Cordon fruit trees in a Bedminster yard

These are trained trees planted at an angle of 45 degrees to make them most productive.  This is the best way to get the most tree fruit and the most variety in a small space as each tree is pruned into a narrow column they can be planted just 60cm (2ft) apart.

A close up of an apple cordon, variety 'Meridian'. Bright red fruit among glossy leaves set off by nastursiums in the background.

‘Meridian’ apple cordon. It’s second year with it’s first crop. Not bad for a terrible year for apples!

The framework for the trees can be free standing or attached to a wall (see the banner photo on the home page).

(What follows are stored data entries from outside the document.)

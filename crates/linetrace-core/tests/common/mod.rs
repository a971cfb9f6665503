//! Hand-assembled ELF images and `.debug_line` units for integration tests.

#![allow(dead_code)]

use object::elf::{SHF_MERGE, SHF_STRINGS, SHT_PROGBITS, SHT_STRTAB, SHT_SYMTAB, STB_GLOBAL};

/// Encodes a line-number program opcode by opcode.
#[derive(Debug, Default, Clone)]
pub struct Program
{
    bytes: Vec<u8>,
}

impl Program
{
    pub fn new() -> Self
    {
        Self::default()
    }

    pub fn set_address(mut self, address: u64) -> Self
    {
        self.bytes.extend_from_slice(&[0, 9, 2]);
        self.bytes.extend_from_slice(&address.to_le_bytes());
        self
    }

    pub fn advance_pc(mut self, delta: u64) -> Self
    {
        self.bytes.push(2);
        uleb(&mut self.bytes, delta);
        self
    }

    pub fn advance_line(mut self, delta: i64) -> Self
    {
        self.bytes.push(3);
        sleb(&mut self.bytes, delta);
        self
    }

    pub fn set_file(mut self, file: u64) -> Self
    {
        self.bytes.push(4);
        uleb(&mut self.bytes, file);
        self
    }

    pub fn copy(mut self) -> Self
    {
        self.bytes.push(1);
        self
    }

    pub fn end_sequence(mut self) -> Self
    {
        self.bytes.extend_from_slice(&[0, 1, 1]);
        self
    }

    pub fn raw(mut self, bytes: &[u8]) -> Self
    {
        self.bytes.extend_from_slice(bytes);
        self
    }

    pub fn bytes(&self) -> &[u8]
    {
        &self.bytes
    }
}

/// A complete `.debug_line` unit, `unit_length` included.
///
/// Uses the common GCC parameters: minimum instruction length 1, `line_base`
/// -5, `line_range` 14, `opcode_base` 13.
pub fn line_unit(version: u16, directories: &[&str], files: &[(&str, u64)], program: &Program) -> Vec<u8>
{
    let mut tables = vec![1];
    if version >= 4 {
        // maximum_operations_per_instruction
        tables.push(1);
    }
    tables.extend_from_slice(&[1, (-5i8).to_le_bytes()[0], 14, 13]);
    tables.extend_from_slice(&[0, 1, 1, 1, 1, 0, 0, 0, 1, 0, 0, 1]);
    for directory in directories {
        tables.extend_from_slice(directory.as_bytes());
        tables.push(0);
    }
    tables.push(0);
    for (name, directory) in files {
        tables.extend_from_slice(name.as_bytes());
        tables.push(0);
        uleb(&mut tables, *directory);
        tables.extend_from_slice(&[0, 0]);
    }
    tables.push(0);

    let mut body = version.to_le_bytes().to_vec();
    body.extend_from_slice(&u32::try_from(tables.len()).unwrap().to_le_bytes());
    body.extend_from_slice(&tables);
    body.extend_from_slice(program.bytes());

    let mut unit = u32::try_from(body.len()).unwrap().to_le_bytes().to_vec();
    unit.extend_from_slice(&body);
    unit
}

/// The reference sequence: 0x1000 at line 10, 0x1010 at line 20, then the
/// end of the sequence at 0x1020.
pub fn reference_program() -> Program
{
    Program::new()
        .set_address(0x1000)
        .advance_line(9)
        .copy()
        .advance_pc(0x10)
        .advance_line(10)
        .copy()
        .advance_pc(0x10)
        .end_sequence()
}

pub fn reference_debug_line() -> Vec<u8>
{
    line_unit(3, &[], &[("main.c", 0)], &reference_program())
}

#[derive(Debug, Clone)]
struct Section
{
    name: String,
    kind: u32,
    flags: u64,
    addralign: u64,
    data: Vec<u8>,
}

#[derive(Debug, Clone)]
struct Symbol
{
    name: String,
    value: u64,
    size: u64,
    kind: u8,
}

/// Builds a little-endian ELF64 image.
///
/// Layout: file header, section contents, then the section header table. The
/// table starts with the null section and ends with `.symtab`, `.strtab` and
/// `.shstrtab`, in that order.
#[derive(Debug, Clone)]
pub struct ElfBuilder
{
    sections: Vec<Section>,
    symbols: Vec<Symbol>,
    with_symtab: bool,
    with_shstrtab: bool,
}

impl Default for ElfBuilder
{
    fn default() -> Self
    {
        Self {
            sections: Vec::new(),
            symbols: Vec::new(),
            with_symtab: true,
            with_shstrtab: true,
        }
    }
}

impl ElfBuilder
{
    pub fn new() -> Self
    {
        Self::default()
    }

    /// A section that passes the debug-data heuristic.
    pub fn debug_section(self, name: &str, data: &[u8]) -> Self
    {
        self.section(name, SHT_PROGBITS, 0, 1, data)
    }

    /// A merged-strings section that passes the debug-data heuristic.
    pub fn string_section(self, name: &str, data: &[u8]) -> Self
    {
        self.section(name, SHT_PROGBITS, u64::from(SHF_MERGE | SHF_STRINGS), 1, data)
    }

    pub fn section(mut self, name: &str, kind: u32, flags: u64, addralign: u64, data: &[u8]) -> Self
    {
        self.sections.push(Section {
            name: name.to_string(),
            kind,
            flags,
            addralign,
            data: data.to_vec(),
        });
        self
    }

    pub fn symbol(mut self, name: &str, value: u64, size: u64, kind: u8) -> Self
    {
        self.symbols.push(Symbol {
            name: name.to_string(),
            value,
            size,
            kind,
        });
        self
    }

    pub fn without_symtab(mut self) -> Self
    {
        self.with_symtab = false;
        self
    }

    pub fn without_shstrtab(mut self) -> Self
    {
        self.with_shstrtab = false;
        self
    }

    pub fn build(&self) -> Vec<u8>
    {
        let mut sections = self.sections.clone();

        let mut symtab_index = None;
        if self.with_symtab {
            let mut strtab = vec![0u8];
            let mut symtab = vec![0u8; 24];
            for symbol in &self.symbols {
                let name = u32::try_from(strtab.len()).unwrap();
                strtab.extend_from_slice(symbol.name.as_bytes());
                strtab.push(0);

                symtab.extend_from_slice(&name.to_le_bytes());
                symtab.push((STB_GLOBAL << 4) | symbol.kind);
                symtab.push(0);
                symtab.extend_from_slice(&1u16.to_le_bytes());
                symtab.extend_from_slice(&symbol.value.to_le_bytes());
                symtab.extend_from_slice(&symbol.size.to_le_bytes());
            }
            symtab_index = Some(sections.len() + 1);
            sections.push(Section {
                name: ".symtab".to_string(),
                kind: SHT_SYMTAB,
                flags: 0,
                addralign: 8,
                data: symtab,
            });
            sections.push(Section {
                name: ".strtab".to_string(),
                kind: SHT_STRTAB,
                flags: 0,
                addralign: 1,
                data: strtab,
            });
        }

        let mut shstrtab = vec![0u8];
        let mut name_offsets = Vec::new();
        for section in &sections {
            name_offsets.push(u32::try_from(shstrtab.len()).unwrap());
            shstrtab.extend_from_slice(section.name.as_bytes());
            shstrtab.push(0);
        }
        let shstrtab_name = u32::try_from(shstrtab.len()).unwrap();
        shstrtab.extend_from_slice(b".shstrtab\0");
        // Section header string table, or an unrelated string table when omitted
        sections.push(Section {
            name: String::new(),
            kind: if self.with_shstrtab { SHT_STRTAB } else { SHT_PROGBITS },
            flags: 0,
            addralign: 8,
            data: shstrtab,
        });
        name_offsets.push(shstrtab_name);

        let mut image = vec![0u8; 64];
        let mut offsets = Vec::new();
        for section in &sections {
            offsets.push(image.len());
            image.extend_from_slice(&section.data);
        }
        while image.len() % 8 != 0 {
            image.push(0);
        }
        let shoff = image.len();

        // Null section
        image.extend_from_slice(&[0u8; 64]);
        for (index, section) in sections.iter().enumerate() {
            let link = match symtab_index {
                Some(symtab) if index + 1 == symtab => u32::try_from(symtab + 1).unwrap(),
                _ => 0,
            };
            image.extend_from_slice(&name_offsets[index].to_le_bytes());
            image.extend_from_slice(&section.kind.to_le_bytes());
            image.extend_from_slice(&section.flags.to_le_bytes());
            image.extend_from_slice(&0u64.to_le_bytes());
            image.extend_from_slice(&(offsets[index] as u64).to_le_bytes());
            image.extend_from_slice(&(section.data.len() as u64).to_le_bytes());
            image.extend_from_slice(&link.to_le_bytes());
            image.extend_from_slice(&0u32.to_le_bytes());
            image.extend_from_slice(&section.addralign.to_le_bytes());
            image.extend_from_slice(&0u64.to_le_bytes());
        }

        let shnum = u16::try_from(sections.len() + 1).unwrap();
        write_file_header(&mut image, shoff as u64, shnum, shnum - 1);
        image
    }
}

fn write_file_header(image: &mut [u8], shoff: u64, shnum: u16, shstrndx: u16)
{
    image[..4].copy_from_slice(b"\x7fELF");
    // ELFCLASS64, ELFDATA2LSB, EV_CURRENT
    image[4..7].copy_from_slice(&[2, 1, 1]);
    // ET_EXEC, EM_X86_64
    image[16..18].copy_from_slice(&2u16.to_le_bytes());
    image[18..20].copy_from_slice(&62u16.to_le_bytes());
    image[20..24].copy_from_slice(&1u32.to_le_bytes());
    image[24..32].copy_from_slice(&0x1000u64.to_le_bytes());
    image[40..48].copy_from_slice(&shoff.to_le_bytes());
    image[52..54].copy_from_slice(&64u16.to_le_bytes());
    image[54..56].copy_from_slice(&56u16.to_le_bytes());
    image[58..60].copy_from_slice(&64u16.to_le_bytes());
    image[60..62].copy_from_slice(&shnum.to_le_bytes());
    image[62..64].copy_from_slice(&shstrndx.to_le_bytes());
}

/// An image whose `.debug_line` holds `debug_line`.
pub fn image_with_debug_line(debug_line: &[u8]) -> Vec<u8>
{
    ElfBuilder::new()
        .section(".text", SHT_PROGBITS, 6, 16, &[0x90; 32])
        .debug_section(".debug_line", debug_line)
        .string_section(".debug_str", b"main.c\0")
        .build()
}

pub fn uleb(out: &mut Vec<u8>, mut value: u64)
{
    loop {
        let byte = (value & 0x7f) as u8;
        value >>= 7;
        if value == 0 {
            out.push(byte);
            return;
        }
        out.push(byte | 0x80);
    }
}

pub fn sleb(out: &mut Vec<u8>, mut value: i64)
{
    loop {
        let byte = (value & 0x7f) as u8;
        value >>= 7;
        let done = (value == 0 && byte & 0x40 == 0) || (value == -1 && byte & 0x40 != 0);
        if done {
            out.push(byte);
            return;
        }
        out.push(byte | 0x80);
    }
}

The best trees are eating and cooking apples and pears, these produce fruit on old wood.  Most plums and cherries make fruit on new growth which is trimmed out in the pruning regime – however there are now some trees which have been bred to keep a narrow shape without special pruning.  These ‘Ballerina’ trees are not cheap, but if you want a full selection of fruit in you row of cordons they are an additional option.

All trees need certain conditions to thrive, but we can advise what is best for your garden.

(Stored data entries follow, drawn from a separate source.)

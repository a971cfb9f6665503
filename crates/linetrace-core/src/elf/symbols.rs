//! Symbol table access.

use object::elf::{STT_FUNC, STT_NOTYPE};

use super::header::{RawSymbol, SYMBOL_SIZE};
use super::locator::{string_at, ImageDescriptor};

/// A `.symtab` entry with its name resolved through the linked string table.
#[derive(Debug, Clone, Copy, PartialEq, Eq)]
pub struct ElfSymbol<'data>
{
    pub index: usize,
    pub name: &'data [u8],
    pub raw: RawSymbol,
}

impl ElfSymbol<'_>
{
    pub fn value(&self) -> u64
    {
        self.raw.value
    }

    pub fn size(&self) -> u64
    {
        self.raw.size
    }

    /// Whether the symbol describes code that a stack trace can land in.
    pub fn is_code(&self) -> bool
    {
        match self.raw.kind() {
            STT_FUNC => true,
            // Hand-written assembly often leaves the type unset
            STT_NOTYPE => self.raw.size > 0 && !self.name.is_empty(),
            _ => false,
        }
    }

    /// Whether `address` falls inside `[value, value + size)`.
    pub fn contains(&self, address: u64) -> bool
    {
        address
            .checked_sub(self.raw.value)
            .is_some_and(|offset| offset < self.raw.size)
    }
}

/// Iterator over the entries of the image's symbol table.
#[derive(Debug, Clone)]
pub struct Symbols<'data>
{
    entries: std::iter::Enumerate<std::slice::ChunksExact<'data, u8>>,
    strtab: &'data [u8],
}

impl<'data> Iterator for Symbols<'data>
{
    type Item = ElfSymbol<'data>;

    fn next(&mut self) -> Option<Self::Item>
    {
        let (index, entry) = self.entries.next()?;
        let raw = RawSymbol::parse(entry)?;
        Some(ElfSymbol {
            index,
            name: string_at(self.strtab, raw.name).unwrap_or_default(),
            raw,
        })
    }
}

impl<'data> ImageDescriptor<'data>
{
    pub fn symbols(&self) -> Symbols<'data>
    {
        Symbols {
            entries: self.symtab_data().chunks_exact(SYMBOL_SIZE).enumerate(),
            strtab: self.strtab_data(),
        }
    }

    /// The code symbol containing `address`; the one starting closest below
    /// it when several overlap.
    pub fn symbol_for_address(&self, address: u64) -> Option<ElfSymbol<'data>>
    {
        self.symbols()
            .filter(|symbol| symbol.is_code() && symbol.contains(address))
            .max_by_key(ElfSymbol::value)
    }
}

The price would go up if you want ballerina trees or rarer varieties that need multiple suppliers to provide the trees. If you want to get off to a head start with pre trained trees this is also possible, but the trees cost more each.
It is best to stop the trees fruiting  in the first season to help the them establish good roots, but you can expect worthwhile crops from the second year. (If you can’t bear to take off all the fruitlets, just leave one or two so you can have a taste).

The trees need to be pruned to keep a narrow shape, we can train you to train them, or provide a follow up care programme till you feel confident enough to take it on yourself.  (In the Bristol area this charged at usual garden maintenance rate of £30 for 2 hours).